WHAT YOU HAVE TO DO: Could you set down exactly the lines in the records below between the line holding "window.z_index = z_index;" and the line holding "resize gesture exists.", inclusive?

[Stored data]
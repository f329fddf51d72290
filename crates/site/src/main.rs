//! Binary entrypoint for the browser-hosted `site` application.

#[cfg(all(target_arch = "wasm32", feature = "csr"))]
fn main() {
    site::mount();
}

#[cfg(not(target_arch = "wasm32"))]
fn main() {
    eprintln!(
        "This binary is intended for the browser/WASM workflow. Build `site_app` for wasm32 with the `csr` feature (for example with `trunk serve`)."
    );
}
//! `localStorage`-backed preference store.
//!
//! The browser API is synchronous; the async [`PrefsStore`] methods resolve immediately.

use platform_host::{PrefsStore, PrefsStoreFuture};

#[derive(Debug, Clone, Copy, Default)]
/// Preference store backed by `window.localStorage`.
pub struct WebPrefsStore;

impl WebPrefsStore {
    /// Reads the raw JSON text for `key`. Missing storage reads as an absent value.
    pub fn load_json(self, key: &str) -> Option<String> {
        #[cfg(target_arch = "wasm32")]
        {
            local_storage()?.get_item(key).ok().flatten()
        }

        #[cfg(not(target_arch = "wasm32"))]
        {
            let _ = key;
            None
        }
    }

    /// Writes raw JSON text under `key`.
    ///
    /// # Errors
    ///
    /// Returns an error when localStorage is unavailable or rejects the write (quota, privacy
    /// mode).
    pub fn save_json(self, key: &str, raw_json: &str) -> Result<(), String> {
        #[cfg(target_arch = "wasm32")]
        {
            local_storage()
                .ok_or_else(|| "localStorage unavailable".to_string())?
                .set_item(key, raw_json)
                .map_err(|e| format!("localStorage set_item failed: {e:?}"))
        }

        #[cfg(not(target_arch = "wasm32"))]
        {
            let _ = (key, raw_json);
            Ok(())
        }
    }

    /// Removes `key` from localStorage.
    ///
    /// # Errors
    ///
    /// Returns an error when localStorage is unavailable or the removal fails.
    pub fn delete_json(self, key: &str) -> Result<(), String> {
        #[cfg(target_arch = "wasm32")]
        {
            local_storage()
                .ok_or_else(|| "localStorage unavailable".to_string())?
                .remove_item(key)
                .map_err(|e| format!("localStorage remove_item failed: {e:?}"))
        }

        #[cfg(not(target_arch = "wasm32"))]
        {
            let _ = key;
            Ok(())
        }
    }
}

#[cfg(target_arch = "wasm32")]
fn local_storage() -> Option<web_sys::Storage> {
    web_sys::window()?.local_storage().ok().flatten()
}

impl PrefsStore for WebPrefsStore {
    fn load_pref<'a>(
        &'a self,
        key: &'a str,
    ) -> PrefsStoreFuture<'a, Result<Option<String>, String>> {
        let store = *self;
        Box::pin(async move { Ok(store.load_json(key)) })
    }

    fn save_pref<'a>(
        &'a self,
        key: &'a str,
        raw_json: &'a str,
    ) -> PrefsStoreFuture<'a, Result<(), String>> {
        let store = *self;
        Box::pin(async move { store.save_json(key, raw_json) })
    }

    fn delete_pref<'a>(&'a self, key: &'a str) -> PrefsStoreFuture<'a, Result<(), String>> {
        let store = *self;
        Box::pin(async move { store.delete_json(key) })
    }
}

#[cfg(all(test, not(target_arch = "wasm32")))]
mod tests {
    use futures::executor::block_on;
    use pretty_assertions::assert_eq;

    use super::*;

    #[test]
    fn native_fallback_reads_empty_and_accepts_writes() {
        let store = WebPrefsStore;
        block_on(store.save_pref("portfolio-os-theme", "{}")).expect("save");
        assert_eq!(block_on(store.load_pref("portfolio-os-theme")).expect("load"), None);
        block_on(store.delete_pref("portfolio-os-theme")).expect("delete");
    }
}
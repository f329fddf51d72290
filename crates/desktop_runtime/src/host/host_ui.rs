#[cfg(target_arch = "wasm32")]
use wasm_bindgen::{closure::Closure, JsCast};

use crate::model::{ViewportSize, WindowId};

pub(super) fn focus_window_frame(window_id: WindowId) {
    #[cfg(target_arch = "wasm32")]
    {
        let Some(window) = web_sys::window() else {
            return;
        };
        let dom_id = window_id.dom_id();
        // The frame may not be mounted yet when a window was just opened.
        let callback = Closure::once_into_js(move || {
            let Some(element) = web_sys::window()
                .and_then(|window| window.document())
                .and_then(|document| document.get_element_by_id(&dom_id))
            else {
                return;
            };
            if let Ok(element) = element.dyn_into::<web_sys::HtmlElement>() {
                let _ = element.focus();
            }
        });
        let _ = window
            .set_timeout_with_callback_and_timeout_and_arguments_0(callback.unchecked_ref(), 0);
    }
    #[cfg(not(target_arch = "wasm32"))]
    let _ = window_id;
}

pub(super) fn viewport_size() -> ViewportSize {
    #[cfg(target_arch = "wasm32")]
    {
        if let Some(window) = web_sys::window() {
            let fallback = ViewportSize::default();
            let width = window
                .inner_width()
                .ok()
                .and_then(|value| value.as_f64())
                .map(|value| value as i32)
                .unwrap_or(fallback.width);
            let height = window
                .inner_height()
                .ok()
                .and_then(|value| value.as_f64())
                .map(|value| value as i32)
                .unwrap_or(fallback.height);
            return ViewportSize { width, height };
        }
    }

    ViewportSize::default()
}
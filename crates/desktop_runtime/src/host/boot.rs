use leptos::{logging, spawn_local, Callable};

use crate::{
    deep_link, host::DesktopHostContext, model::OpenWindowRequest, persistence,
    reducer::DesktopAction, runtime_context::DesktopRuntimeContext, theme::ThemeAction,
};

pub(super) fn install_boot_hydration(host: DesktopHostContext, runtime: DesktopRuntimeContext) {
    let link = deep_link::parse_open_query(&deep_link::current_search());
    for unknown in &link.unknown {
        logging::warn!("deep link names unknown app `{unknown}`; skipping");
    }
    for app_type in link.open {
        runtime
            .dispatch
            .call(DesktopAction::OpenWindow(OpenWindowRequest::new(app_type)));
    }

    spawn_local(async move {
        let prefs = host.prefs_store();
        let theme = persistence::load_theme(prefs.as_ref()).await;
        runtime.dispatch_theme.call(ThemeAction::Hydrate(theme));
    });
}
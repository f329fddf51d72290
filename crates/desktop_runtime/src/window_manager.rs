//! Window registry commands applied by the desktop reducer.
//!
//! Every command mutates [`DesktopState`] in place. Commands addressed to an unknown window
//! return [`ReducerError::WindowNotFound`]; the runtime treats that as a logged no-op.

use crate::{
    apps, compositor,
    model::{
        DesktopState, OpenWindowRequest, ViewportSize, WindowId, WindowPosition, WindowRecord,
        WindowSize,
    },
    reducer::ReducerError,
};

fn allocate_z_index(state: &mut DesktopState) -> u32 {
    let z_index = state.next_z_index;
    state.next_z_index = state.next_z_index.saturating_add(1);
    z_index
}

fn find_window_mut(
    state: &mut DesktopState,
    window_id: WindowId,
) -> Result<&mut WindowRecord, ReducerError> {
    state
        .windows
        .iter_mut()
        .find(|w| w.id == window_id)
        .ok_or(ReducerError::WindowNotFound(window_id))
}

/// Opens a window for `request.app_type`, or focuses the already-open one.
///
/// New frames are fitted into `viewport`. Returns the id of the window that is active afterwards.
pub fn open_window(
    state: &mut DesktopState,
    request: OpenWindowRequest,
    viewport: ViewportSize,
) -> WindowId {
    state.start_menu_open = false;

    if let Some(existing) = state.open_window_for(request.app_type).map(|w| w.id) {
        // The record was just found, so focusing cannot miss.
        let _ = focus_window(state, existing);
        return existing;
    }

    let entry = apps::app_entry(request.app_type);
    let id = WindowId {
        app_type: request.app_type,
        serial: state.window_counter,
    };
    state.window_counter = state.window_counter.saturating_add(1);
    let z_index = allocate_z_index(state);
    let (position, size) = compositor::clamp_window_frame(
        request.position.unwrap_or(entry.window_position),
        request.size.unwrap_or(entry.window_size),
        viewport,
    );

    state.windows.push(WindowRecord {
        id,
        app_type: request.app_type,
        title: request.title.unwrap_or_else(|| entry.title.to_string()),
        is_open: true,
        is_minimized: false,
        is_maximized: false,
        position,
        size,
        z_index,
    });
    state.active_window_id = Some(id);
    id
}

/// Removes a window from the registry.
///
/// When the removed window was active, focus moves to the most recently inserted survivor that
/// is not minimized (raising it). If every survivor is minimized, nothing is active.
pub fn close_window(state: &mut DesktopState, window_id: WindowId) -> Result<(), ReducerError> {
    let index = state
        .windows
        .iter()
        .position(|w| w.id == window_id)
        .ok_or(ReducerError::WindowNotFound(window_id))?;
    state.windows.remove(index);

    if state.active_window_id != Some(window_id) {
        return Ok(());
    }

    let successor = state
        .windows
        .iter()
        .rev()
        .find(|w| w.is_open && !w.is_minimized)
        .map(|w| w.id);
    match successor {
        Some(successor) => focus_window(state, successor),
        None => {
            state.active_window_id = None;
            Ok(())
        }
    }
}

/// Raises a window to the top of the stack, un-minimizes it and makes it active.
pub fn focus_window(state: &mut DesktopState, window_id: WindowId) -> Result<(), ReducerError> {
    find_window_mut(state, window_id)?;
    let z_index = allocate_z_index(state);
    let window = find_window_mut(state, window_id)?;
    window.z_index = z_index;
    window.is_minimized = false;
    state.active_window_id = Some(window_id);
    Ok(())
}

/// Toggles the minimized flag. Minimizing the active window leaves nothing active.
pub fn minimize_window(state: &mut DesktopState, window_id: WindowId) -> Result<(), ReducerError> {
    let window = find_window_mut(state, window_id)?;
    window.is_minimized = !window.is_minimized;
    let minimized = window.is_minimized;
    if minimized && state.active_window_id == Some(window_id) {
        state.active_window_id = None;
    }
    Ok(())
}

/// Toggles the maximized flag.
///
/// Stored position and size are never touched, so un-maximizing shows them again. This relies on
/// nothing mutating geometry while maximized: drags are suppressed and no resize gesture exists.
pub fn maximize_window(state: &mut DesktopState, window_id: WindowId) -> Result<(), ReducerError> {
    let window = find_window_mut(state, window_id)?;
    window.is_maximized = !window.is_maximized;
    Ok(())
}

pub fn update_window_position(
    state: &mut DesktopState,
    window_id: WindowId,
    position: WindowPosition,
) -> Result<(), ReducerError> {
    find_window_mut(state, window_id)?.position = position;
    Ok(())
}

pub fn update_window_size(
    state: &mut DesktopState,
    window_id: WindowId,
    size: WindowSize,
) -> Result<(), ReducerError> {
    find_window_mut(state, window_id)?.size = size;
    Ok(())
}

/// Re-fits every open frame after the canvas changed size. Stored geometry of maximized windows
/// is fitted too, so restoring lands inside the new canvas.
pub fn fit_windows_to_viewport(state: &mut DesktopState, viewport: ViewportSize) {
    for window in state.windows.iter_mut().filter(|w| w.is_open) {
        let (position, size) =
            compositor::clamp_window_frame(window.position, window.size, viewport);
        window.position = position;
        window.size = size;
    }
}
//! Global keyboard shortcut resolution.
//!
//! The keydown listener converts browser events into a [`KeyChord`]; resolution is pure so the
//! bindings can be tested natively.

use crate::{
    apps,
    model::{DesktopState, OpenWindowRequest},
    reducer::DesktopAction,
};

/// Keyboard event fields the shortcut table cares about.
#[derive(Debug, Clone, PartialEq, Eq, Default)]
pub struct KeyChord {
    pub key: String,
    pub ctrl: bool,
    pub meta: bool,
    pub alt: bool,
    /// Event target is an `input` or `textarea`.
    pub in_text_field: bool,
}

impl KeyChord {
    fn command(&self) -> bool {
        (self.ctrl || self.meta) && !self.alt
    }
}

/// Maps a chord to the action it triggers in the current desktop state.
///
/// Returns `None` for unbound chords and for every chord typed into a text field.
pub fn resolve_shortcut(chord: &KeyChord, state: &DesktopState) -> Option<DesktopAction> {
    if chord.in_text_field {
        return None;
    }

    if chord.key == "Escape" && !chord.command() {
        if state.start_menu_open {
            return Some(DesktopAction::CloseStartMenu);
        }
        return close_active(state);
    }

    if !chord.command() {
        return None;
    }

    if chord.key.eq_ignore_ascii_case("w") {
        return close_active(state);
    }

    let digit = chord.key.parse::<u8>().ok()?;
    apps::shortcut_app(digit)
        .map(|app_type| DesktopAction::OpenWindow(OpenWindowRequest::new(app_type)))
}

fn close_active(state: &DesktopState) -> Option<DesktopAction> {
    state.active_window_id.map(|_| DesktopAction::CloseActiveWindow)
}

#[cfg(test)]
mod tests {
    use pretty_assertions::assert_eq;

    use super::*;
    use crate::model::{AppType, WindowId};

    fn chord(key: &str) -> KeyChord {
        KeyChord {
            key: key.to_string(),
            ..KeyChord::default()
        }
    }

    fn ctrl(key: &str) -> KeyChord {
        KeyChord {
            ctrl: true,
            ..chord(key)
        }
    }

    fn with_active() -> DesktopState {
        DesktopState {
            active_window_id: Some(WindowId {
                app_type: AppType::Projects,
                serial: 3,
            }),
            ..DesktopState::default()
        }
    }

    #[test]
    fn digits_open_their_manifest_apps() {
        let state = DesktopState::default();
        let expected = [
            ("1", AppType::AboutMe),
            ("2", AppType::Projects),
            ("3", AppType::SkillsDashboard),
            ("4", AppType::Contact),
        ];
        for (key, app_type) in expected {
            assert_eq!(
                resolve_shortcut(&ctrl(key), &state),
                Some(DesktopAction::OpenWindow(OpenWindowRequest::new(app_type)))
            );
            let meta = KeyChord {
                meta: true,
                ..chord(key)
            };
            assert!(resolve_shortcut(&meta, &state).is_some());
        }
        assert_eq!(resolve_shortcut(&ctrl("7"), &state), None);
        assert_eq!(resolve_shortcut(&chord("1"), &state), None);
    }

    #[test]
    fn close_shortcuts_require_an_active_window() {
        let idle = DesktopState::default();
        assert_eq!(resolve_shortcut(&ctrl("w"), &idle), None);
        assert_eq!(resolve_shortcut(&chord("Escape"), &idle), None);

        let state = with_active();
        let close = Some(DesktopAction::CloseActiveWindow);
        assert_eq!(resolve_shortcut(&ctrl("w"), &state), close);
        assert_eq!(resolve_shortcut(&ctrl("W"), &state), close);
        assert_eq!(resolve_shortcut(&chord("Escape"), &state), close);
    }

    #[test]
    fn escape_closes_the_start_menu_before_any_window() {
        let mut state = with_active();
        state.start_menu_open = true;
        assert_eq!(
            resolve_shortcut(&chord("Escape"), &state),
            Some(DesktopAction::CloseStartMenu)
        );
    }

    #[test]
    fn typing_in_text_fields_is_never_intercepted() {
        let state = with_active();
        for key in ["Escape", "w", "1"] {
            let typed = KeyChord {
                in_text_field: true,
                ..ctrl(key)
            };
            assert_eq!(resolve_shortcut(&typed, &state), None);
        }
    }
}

SOLUTION:
    window.z_index = z_index;
    window.is_minimized = false;
    state.active_window_id = Some(window_id);
    Ok(())
}

/// Toggles the minimized flag. Minimizing the active window leaves nothing active.
pub fn minimize_window(state: &mut DesktopState, window_id: WindowId) -> Result<(), ReducerError> {
    let window = find_window_mut(state, window_id)?;
    window.is_minimized = !window.is_minimized;
    let minimized = window.is_minimized;
    if minimized && state.active_window_id == Some(window_id) {
        state.active_window_id = None;
    }
    Ok(())
}

/// Toggles the maximized flag.
///
/// Stored position and size are never touched, so un-maximizing shows them again. This relies on
/// nothing mutating geometry while maximized: drags are suppressed and no resize gesture exists.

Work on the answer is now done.